Extracted entries –
//! Client events: types and broadcast bus.
//!
//! This module groups the event **data model** and the **bus** used to
//! publish/subscribe to events emitted by the stream client, its consumer
//! close observers, the connection supervisor and the subscriber workers.
//!
//! ## Contents
//! - [`EventKind`], [`Event`] event classification and payload metadata
//! - [`Bus`] thin wrapper over `tokio::sync::broadcast`
//!
//! ## Quick reference
//! - **Publishers**: `StreamClient` (connect, provisioning, reconnect, teardown),
//!   consumer close observers, `ClientSupervisor`, `SubscriberSet` workers (overflow/panic).
//! - **Consumers**: the listener spawned by `StreamClientBuilder::build`, which fans out
//!   to the `SubscriberSet`.

mod bus;
mod event;

pub use bus::Bus;
pub use event::{Event, EventKind};
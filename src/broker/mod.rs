//! # Broker capabilities consumed by the client.
//!
//! The client talks to the broker through two capability surfaces:
//!
//! - **Control plane** ([`ControlPlane`] → [`ControlConnection`] → [`ControlChannel`]):
//!   short-lived AMQP 0-9-1 sessions used to declare exchanges and bindings.
//! - **Stream protocol** ([`StreamProtocol`] → [`Environment`] → [`Consumer`]):
//!   a long-lived session used to declare/delete streams and attach consumers.
//!
//! ```text
//! StreamClient ──► ControlPlane::connect(addr) ──► channel() ──► exchange_declare / queue_bind
//!      │                                                  └──► close(), close()
//!      └─────────► StreamProtocol::open(opts) ──► Environment
//!                                                   ├─► declare_stream / delete_stream
//!                                                   ├─► consumer(stream, opts, handler) ──► Consumer
//!                                                   └─► close()
//! ```
//!
//! Implementations map their failures onto [`BrokerError`]; the client passes those
//! through unchanged. [`memory::MemoryBroker`] implements both surfaces in-process.

pub mod memory;

use std::fmt;
use std::sync::Arc;
use std::time::{Duration, SystemTime};

use async_trait::async_trait;
use bytes::Bytes;

use crate::config::{
    BindingConfig, ByteCapacity, ControlAddress, EnvironmentOptions, ExchangeConfig, StreamConfig,
};
use crate::error::BrokerError;

/// Callback invoked once per delivered message, from the broker client's delivery task.
///
/// Must be safe to call repeatedly and concurrently with the client's other operations.
pub type MessageHandler = Arc<dyn Fn(ConsumerContext, Message) + Send + Sync>;

/// A message delivered from a stream.
#[derive(Clone, Debug, PartialEq, Eq)]
pub struct Message {
    /// Position of the message in the stream.
    pub offset: u64,
    /// AMQP data sections.
    pub data: Vec<Bytes>,
}

/// Delivery context passed alongside each [`Message`].
#[derive(Clone, Debug)]
pub struct ConsumerContext {
    /// Consumer name.
    pub consumer: Arc<str>,
    /// Stream the message came from.
    pub stream: Arc<str>,
}

/// Where a new consumer starts reading.
#[derive(Clone, Copy, Debug, PartialEq, Eq)]
pub enum OffsetSpec {
    /// Oldest retained message.
    First,
    /// Last chunk.
    Last,
    /// Only messages published after attaching.
    Next,
    /// Absolute offset.
    Offset(u64),
    /// First message at or after the timestamp.
    Timestamp(SystemTime),
}

/// Options for creating a consumer.
#[derive(Clone, Debug, PartialEq, Eq)]
pub struct ConsumerOptions {
    pub name: String,
    pub offset: OffsetSpec,
    /// Verify chunk CRCs on delivery.
    pub crc_check: bool,
}

/// Retention policy sent with a stream declaration.
#[derive(Clone, Debug, Default, PartialEq, Eq)]
pub struct StreamRetention {
    pub max_age: Option<Duration>,
    pub max_length_bytes: Option<ByteCapacity>,
    pub max_segment_size_bytes: Option<ByteCapacity>,
}

impl From<&StreamConfig> for StreamRetention {
    fn from(cfg: &StreamConfig) -> Self {
        Self {
            max_age: cfg.age_limit(),
            max_length_bytes: cfg.max_length_bytes,
            max_segment_size_bytes: cfg.max_segment_size_bytes,
        }
    }
}

/// Close notification of a consumer.
#[derive(Clone, Debug, PartialEq, Eq)]
pub struct ConsumerClosed {
    pub name: String,
    pub stream: String,
    pub reason: String,
}

impl fmt::Display for ConsumerClosed {
    fn fmt(&self, f: &mut fmt::Formatter<'_>) -> fmt::Result {
        write!(
            f,
            "consumer {} closed on stream {}: {}",
            self.name, self.stream, self.reason
        )
    }
}

/// Opens control-plane connections.
#[async_trait]
pub trait ControlPlane: Send + Sync + 'static {
    /// Dials the control plane at `addr`.
    async fn connect(&self, addr: &ControlAddress) -> Result<Box<dyn ControlConnection>, BrokerError>;
}

/// An open control-plane connection.
#[async_trait]
pub trait ControlConnection: Send + Sync {
    /// Opens a channel on this connection.
    async fn channel(&self) -> Result<Box<dyn ControlChannel>, BrokerError>;

    /// Closes the connection.
    async fn close(&self) -> Result<(), BrokerError>;
}

/// A control-plane channel.
#[async_trait]
pub trait ControlChannel: Send + Sync {
    /// Declares an exchange. Re-declaring with identical parameters succeeds.
    async fn exchange_declare(&self, exchange: &ExchangeConfig) -> Result<(), BrokerError>;

    /// Binds `binding.queue` to `binding.exchange` with `binding.routing_key`.
    async fn queue_bind(&self, binding: &BindingConfig) -> Result<(), BrokerError>;

    /// Closes the channel.
    async fn close(&self) -> Result<(), BrokerError>;
}

/// Opens stream-protocol environments.
#[async_trait]
pub trait StreamProtocol: Send + Sync + 'static {
    /// Opens a new environment with the given options.
    async fn open(&self, opts: &EnvironmentOptions) -> Result<Arc<dyn Environment>, BrokerError>;
}

/// A stream-protocol session.
#[async_trait]
pub trait Environment: Send + Sync {
    /// Whether the session is closed (explicitly or by connection loss).
    fn is_closed(&self) -> bool;

    /// Declares a stream. Re-declaring with identical retention succeeds.
    async fn declare_stream(&self, name: &str, retention: &StreamRetention)
    -> Result<(), BrokerError>;

    /// Deletes a stream and its retained messages.
    async fn delete_stream(&self, name: &str) -> Result<(), BrokerError>;

    /// Attaches a consumer; `handler` is invoked for every delivered message.
    async fn consumer(
        &self,
        stream: &str,
        opts: ConsumerOptions,
        handler: MessageHandler,
    ) -> Result<Arc<dyn Consumer>, BrokerError>;

    /// Closes the session and every consumer attached to it.
    async fn close(&self) -> Result<(), BrokerError>;
}

/// A live subscription on a stream.
#[async_trait]
pub trait Consumer: Send + Sync {
    fn name(&self) -> &str;

    fn stream(&self) -> &str;

    fn is_closed(&self) -> bool;

    /// Closes the subscription. Closing twice fails with [`BrokerError::AlreadyClosed`].
    async fn close(&self) -> Result<(), BrokerError>;

    /// Completes once the consumer is closed, for any reason.
    async fn closed(&self) -> ConsumerClosed;
}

Requirement –
Beginning with the very first line of the material above, give each line again exactly, ending with the line that contains "- **Control plane**".

Output –
//! Client events: types and broadcast bus.
//!
//! This module groups the event **data model** and the **bus** used to
//! publish/subscribe to events emitted by the stream client, its consumer
//! close observers, the connection supervisor and the subscriber workers.
//!
//! ## Contents
//! - [`EventKind`], [`Event`] event classification and payload metadata
//! - [`Bus`] thin wrapper over `tokio::sync::broadcast`
//!
//! ## Quick reference
//! - **Publishers**: `StreamClient` (connect, provisioning, reconnect, teardown),
//!   consumer close observers, `ClientSupervisor`, `SubscriberSet` workers (overflow/panic).
//! - **Consumers**: the listener spawned by `StreamClientBuilder::build`, which fans out
//!   to the `SubscriberSet`.

mod bus;
mod event;

pub use bus::Bus;
pub use event::{Event, EventKind};
filename src/broker/mod.rs
//! # Broker capabilities consumed by the client.
//!
//! The client talks to the broker through two capability surfaces:
//!
//! - **Control plane** ([`ControlPlane`] → [`ControlConnection`] → [`ControlChannel`]):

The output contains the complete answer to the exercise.